Казалось, Натали не замечала происходящего, бледная, бесшумным призраком ходила по комнатам.
— Натали, ты хорошо подумала? Я не буду тебя принуждать принять то или другое решение. У меня душа и разум между собой спорят и я… я сам не знаю как тут быть? Ведь вместе с графом приехал его дядюшка, а поскольку родителей молодого Немирова в живых нет, то… то это смотрины… можно считать.
— Батюшка, судьба дважды такие двери не открывает. Бог даст, будут у меня дети, у тебя внуки… И их жизнь будет проходить там, — она подняла глаза вверх, — или тут. — Кивнула на окно, за которым дворник выяснял банальную, всем надоёвшую истину:
— Токмо что всё собрал и вот! Нате вам! Чья это лошадь успела насрать? Ездют, тут ездют…
Натали захлопнула оконную створку.
— Да, конечно, бедности такой, как в моём девичестве нас ожидала, мы теперь можем не опасаться. Но я одним глазком подглядела другую жизнь, и если меня туда впустят — войду!
— Но я же вижу, ты сама не своя.
— Если сказать правду, то да, Алексей Петрович очень мне к душе. Да и с вами не хочу расставаться. Но, меня одолевают заботы, которые не позволяют душевному смятению взять надо мной верх.
Упаси Бог сделать неуклюжий первый шаг в те самые двери. А как там надобно? Сказать некому. И от того мне так волнительно.
— А граф Немиров? Тебе с ним жизнь коротать.

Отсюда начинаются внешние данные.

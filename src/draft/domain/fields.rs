//! Source channel, confidence, and editable field set for drafts.

use super::{DraftDomainError, ParseSourceError};
use crate::task::domain::{Energy, EstimatedMinutes, Workspace};
use chrono::{DateTime, Utc};
use serde::{Deserialize, Serialize};
use std::fmt;

/// External channel a draft was ingested from.
#[derive(Debug, Clone, Copy, PartialEq, Eq, Hash, Serialize, Deserialize)]
#[serde(rename_all = "snake_case")]
pub enum Source {
    /// Gmail inbox scanning.
    Gmail,
    /// Slack mention scanning.
    Slack,
    /// Telegram message scanning.
    Telegram,
}

impl Source {
    /// Every supported source channel.
    pub const ALL: [Self; 3] = [Self::Gmail, Self::Slack, Self::Telegram];

    /// Returns the canonical storage representation.
    #[must_use]
    pub const fn as_str(self) -> &'static str {
        match self {
            Self::Gmail => "gmail",
            Self::Slack => "slack",
            Self::Telegram => "telegram",
        }
    }
}

impl TryFrom<&str> for Source {
    type Error = ParseSourceError;

    fn try_from(value: &str) -> Result<Self, Self::Error> {
        let normalized = value.trim().to_ascii_lowercase();
        match normalized.as_str() {
            "gmail" => Ok(Self::Gmail),
            "slack" => Ok(Self::Slack),
            "telegram" => Ok(Self::Telegram),
            _ => Err(ParseSourceError(value.to_owned())),
        }
    }
}

impl fmt::Display for Source {
    fn fmt(&self, f: &mut fmt::Formatter<'_>) -> fmt::Result {
        f.write_str(self.as_str())
    }
}

/// Classifier confidence in the closed interval `[0, 1]`.
#[derive(Debug, Clone, Copy, PartialEq, PartialOrd, Serialize, Deserialize)]
#[serde(transparent)]
pub struct Confidence(f32);

impl Confidence {
    /// Creates a validated confidence value.
    ///
    /// # Errors
    ///
    /// Returns [`DraftDomainError::InvalidConfidence`] when the value is
    /// not a finite number in `[0, 1]`.
    pub fn new(value: f32) -> Result<Self, DraftDomainError> {
        if !value.is_finite() || !(0.0..=1.0).contains(&value) {
            return Err(DraftDomainError::InvalidConfidence(value));
        }
        Ok(Self(value))
    }

    /// Returns the underlying value.
    #[must_use]
    pub const fn value(self) -> f32 {
        self.0
    }
}

/// Editable field set carried by every draft.
#[derive(Debug, Clone, PartialEq, Serialize, Deserialize)]
pub struct DraftFields {
    title: String,
    description: Option<String>,
    workspace: Option<Workspace>,
    energy: Option<Energy>,
    estimated_minutes: Option<EstimatedMinutes>,
    tags: Vec<String>,
    due_date: Option<DateTime<Utc>>,
}

impl DraftFields {
    /// Creates a field set with a validated title.
    ///
    /// # Errors
    ///
    /// Returns [`DraftDomainError::EmptyTitle`] when the title is empty
    /// after trimming.
    pub fn new(title: impl Into<String>) -> Result<Self, DraftDomainError> {
        let title = title.into();
        if title.trim().is_empty() {
            return Err(DraftDomainError::EmptyTitle);
        }
        Ok(Self {
            title,
            description: None,
            workspace: None,
            energy: None,
            estimated_minutes: None,
            tags: Vec::new(),
            due_date: None,
        })
    }

    /// Sets the free-text description.
    #[must_use]
    pub fn with_description(mut self, description: impl Into<String>) -> Self {
        self.description = Some(description.into());
        self
    }

    /// Sets the workspace suggestion.
    #[must_use]
    pub const fn with_workspace(mut self, workspace: Workspace) -> Self {
        self.workspace = Some(workspace);
        self
    }

    /// Sets the energy estimate.
    #[must_use]
    pub const fn with_energy(mut self, energy: Energy) -> Self {
        self.energy = Some(energy);
        self
    }

    /// Sets the time estimate.
    #[must_use]
    pub const fn with_estimated_minutes(mut self, estimate: EstimatedMinutes) -> Self {
        self.estimated_minutes = Some(estimate);
        self
    }

    /// Sets the ordered tag list.
    #[must_use]
    pub fn with_tags(mut self, tags: impl IntoIterator<Item = String>) -> Self {
        self.tags = tags.into_iter().collect();
        self
    }

    /// Sets the due date.
    #[must_use]
    pub const fn with_due_date(mut self, due_date: DateTime<Utc>) -> Self {
        self.due_date = Some(due_date);
        self
    }

    /// Returns the title.
    #[must_use]
    pub fn title(&self) -> &str {
        &self.title
    }

    /// Returns the description, if any.
    #[must_use]
    pub fn description(&self) -> Option<&str> {
        self.description.as_deref()
    }

    /// Returns the workspace suggestion, if any.
    #[must_use]
    pub const fn workspace(&self) -> Option<Workspace> {
        self.workspace
    }

    /// Returns the energy estimate, if any.
    #[must_use]
    pub const fn energy(&self) -> Option<Energy> {
        self.energy
    }

    /// Returns the time estimate, if any.
    #[must_use]
    pub const fn estimated_minutes(&self) -> Option<EstimatedMinutes> {
        self.estimated_minutes
    }

    /// Returns the ordered tag list.
    #[must_use]
    pub fn tags(&self) -> &[String] {
        &self.tags
    }

    /// Returns the due date, if any.
    #[must_use]
    pub const fn due_date(&self) -> Option<DateTime<Utc>> {
        self.due_date
    }

    /// Applies a partial edit, leaving absent fields unchanged.
    ///
    /// # Errors
    ///
    /// Returns [`DraftDomainError::EmptyTitle`] when the edit supplies a
    /// title that is empty after trimming.
    pub fn apply(&mut self, edit: &DraftEdit) -> Result<(), DraftDomainError> {
        if let Some(title) = edit.title() {
            if title.trim().is_empty() {
                return Err(DraftDomainError::EmptyTitle);
            }
            self.title = title.to_owned();
        }
        if let Some(description) = edit.description() {
            self.description = Some(description.to_owned());
        }
        if let Some(workspace) = edit.workspace() {
            self.workspace = Some(workspace);
        }
        if let Some(energy) = edit.energy() {
            self.energy = Some(energy);
        }
        if let Some(estimate) = edit.estimated_minutes() {
            self.estimated_minutes = Some(estimate);
        }
        if let Some(tags) = edit.tags() {
            self.tags = tags.to_vec();
        }
        if let Some(due_date) = edit.due_date() {
            self.due_date = Some(due_date);
        }
        Ok(())
    }
}

/// Partial field overlay supplied by edit and approval requests.
///
/// Absent fields leave the draft unchanged; present fields replace the
/// draft's value wholesale.
#[derive(Debug, Clone, Default, PartialEq)]
pub struct DraftEdit {
    title: Option<String>,
    description: Option<String>,
    workspace: Option<Workspace>,
    energy: Option<Energy>,
    estimated_minutes: Option<EstimatedMinutes>,
    tags: Option<Vec<String>>,
    due_date: Option<DateTime<Utc>>,
}

impl DraftEdit {
    /// Creates an empty edit.
    #[must_use]
    pub fn new() -> Self {
        Self::default()
    }

    /// Replaces the title.
    #[must_use]
    pub fn with_title(mut self, title: impl Into<String>) -> Self {
        self.title = Some(title.into());
        self
    }

    /// Replaces the description.
    #[must_use]
    pub fn with_description(mut self, description: impl Into<String>) -> Self {
        self.description = Some(description.into());
        self
    }

    /// Replaces the workspace suggestion.
    #[must_use]
    pub const fn with_workspace(mut self, workspace: Workspace) -> Self {
        self.workspace = Some(workspace);
        self
    }

    /// Replaces the energy estimate.
    #[must_use]
    pub const fn with_energy(mut self, energy: Energy) -> Self {
        self.energy = Some(energy);
        self
    }

    /// Replaces the time estimate.
    #[must_use]
    pub const fn with_estimated_minutes(mut self, estimate: EstimatedMinutes) -> Self {
        self.estimated_minutes = Some(estimate);
        self
    }

    /// Replaces the tag list.
    #[must_use]
    pub fn with_tags(mut self, tags: impl IntoIterator<Item = String>) -> Self {
        self.tags = Some(tags.into_iter().collect());
        self
    }

    /// Replaces the due date.
    #[must_use]
    pub const fn with_due_date(mut self, due_date: DateTime<Utc>) -> Self {
        self.due_date = Some(due_date);
        self
    }

    /// Returns the replacement title, if any.
    #[must_use]
    pub fn title(&self) -> Option<&str> {
        self.title.as_deref()
    }

    /// Returns the replacement description, if any.
    #[must_use]
    pub fn description(&self) -> Option<&str> {
        self.description.as_deref()
    }

    /// Returns the replacement workspace, if any.
    #[must_use]
    pub const fn workspace(&self) -> Option<Workspace> {
        self.workspace
    }

    /// Returns the replacement energy estimate, if any.
    #[must_use]
    pub const fn energy(&self) -> Option<Energy> {
        self.energy
    }

    /// Returns the replacement time estimate, if any.
    #[must_use]
    pub const fn estimated_minutes(&self) -> Option<EstimatedMinutes> {
        self.estimated_minutes
    }

    /// Returns the replacement tag list, if any.
    #[must_use]
    pub fn tags(&self) -> Option<&[String]> {
        self.tags.as_deref()
    }

    /// Returns the replacement due date, if any.
    #[must_use]
    pub const fn due_date(&self) -> Option<DateTime<Utc>> {
        self.due_date
    }
}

— Я жить хочу интересно, красиво, а не коротать долгие годы, хоть в сытости и довольстве.
Впервые за последние годы Аким Евсеич почувствовал себя старомодным, чего-то не понимающим человеком. Он полагал, что дочь будет рыдать и говорить, что любит Алексея Петровича и жизнь с не любимым ей не мила, а выходило, Бог весть что выходило! В растерянности, он поднял с кресла шляпу Натали.

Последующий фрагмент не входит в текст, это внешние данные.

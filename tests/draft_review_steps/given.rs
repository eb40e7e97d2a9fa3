//! Given steps for draft review BDD scenarios.

use super::world::{DraftReviewWorld, run_async};
use eyre::WrapErr;
use mockable::DefaultClock;
use rstest_bdd_macros::given;
use taskflow::draft::domain::{DraftEdit, DraftFields, NewDraft, Source};
use taskflow::draft::ports::DraftRepository;

#[given(r#"a pending draft titled "{title}""#)]
fn pending_draft(world: &mut DraftReviewWorld, title: String) -> Result<(), eyre::Report> {
    let fields = DraftFields::new(title).wrap_err("draft title rejected in scenario setup")?;
    let new_draft = NewDraft::new(Source::Gmail, fields, None, &DefaultClock);
    let stored = run_async(world.repository.create(&new_draft))
        .wrap_err("seed draft in scenario setup")?;
    world.seeded_ids.push(stored.id());
    world.last_draft = Some(stored);
    Ok(())
}

#[given(r#"the draft has description "{description}""#)]
fn draft_has_description(
    world: &mut DraftReviewWorld,
    description: String,
) -> Result<(), eyre::Report> {
    let id = world.current_id()?;
    let edit = DraftEdit::new().with_description(description);
    let updated = run_async(world.service.edit_draft(id, edit))
        .wrap_err("set draft description in scenario setup")?;
    world.last_draft = Some(updated);
    Ok(())
}

#[given("the draft has already been approved")]
fn draft_already_approved(world: &mut DraftReviewWorld) -> Result<(), eyre::Report> {
    let id = world.current_id()?;
    run_async(world.service.approve_draft(id, None))
        .wrap_err("approve draft in scenario setup")?;
    Ok(())
}

#[given("the draft has been deleted")]
fn draft_deleted(world: &mut DraftReviewWorld) -> Result<(), eyre::Report> {
    let id = world.current_id()?;
    run_async(world.service.delete_draft(id)).wrap_err("delete draft in scenario setup")?;
    Ok(())
}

— Вот и кстати. Эта шляпа из бронзового муара с золотым узором ещё в моде? Или я буду выглядеть в ней ни камильфо. Откуда мне знать? А знать надобно.
— Натали, это всего лишь шляпа. Конечно, гардероб это важно, но…
— Милый батюшка, шляпа — это изысканность, элегантность, возможность показать свой стиль и вкус. А от этого, как ты знаешь, зависит мой будущий статус и моя надежда на возможное в будущем высокое положение в обществе.
— Натали… — Аким Евсеич не находил слов.
— Да, конечно, душа моя болит и плачет, но сейчас я очень занята. Мне недосуг страдать и заламывать руки. Я потерплю. Ведь терпела раньше, в бытность супругой Кузьмы Федотыча? — Увидев, как дрогнули руки отца, Натали подошла к нему ближе, положила голову на плечо.
— Батюшка, милый батюшка, я очень тебя люблю. Ты ещё устроишь свою судьбу. Например, приедешь ко мне в столицу в гости и встретишь там прекрасную даму…
Родного дядю по отцовской линии графа Немирова Михаила Михайловича величали Михайло Николаевич. Аким Евсеич ожидал увидеть высокого, грузного с пышными бакенбардами господина, а на входе гостей уважительно встречал лощеный метрдотель, коего никогда прежде никто из местных здесь не видывал, и после громкого объявления имени и титула, провожал к племяннику и дяде Немировым.
Рядом с высоким и стройным Михаилом Михайловичем, его дядя Михайло Николаевич выглядел щуплым, маленьким подростком. И только бакенбарды были именно такие, как представлял заранее Аким Евсеич.
Натали присела в глубоком реверансе.
— Ну, будет, будет вам. Почти все приглашенные уже в сборе. Прошу вас, — и подал Натали руку. Она подняла глаза, и Аким Евсеич увидел в потемневших до глубокой синевы глазах дочери сверкающие бриллианты слёз. Яркий свет люстр переливался и отражался от её глаз, как от драгоценных сапфиров.
— Что вы, милочка, что вы? — в голосе Михайло Николаевича звучала неподдельная растерянность и почти отцовская нежность.
— Простите меня. Быть представленной вам… так волнительно, — почти прошептала Натали. Эта простая бесхитростная фраза, в купе с искренним взглядом её прекрасных глаз, произвели самое благоприятное впечатление.
Граф Михаил Михайлович через плечо дядюшки выразительно глянул на Акима Евсеича, еле заметно, чуть наклонил голову и приподнял вверх левую бровь, давая понять, что оценил момент по достоинству. Затем направился следом за дядюшкой и Натали к столу. Постепенно напряжение первого знакомства спало, и хотя Аким Евсеич все-таки держался на стороже, вечер прошёл к обоюдному удовольствию сторон.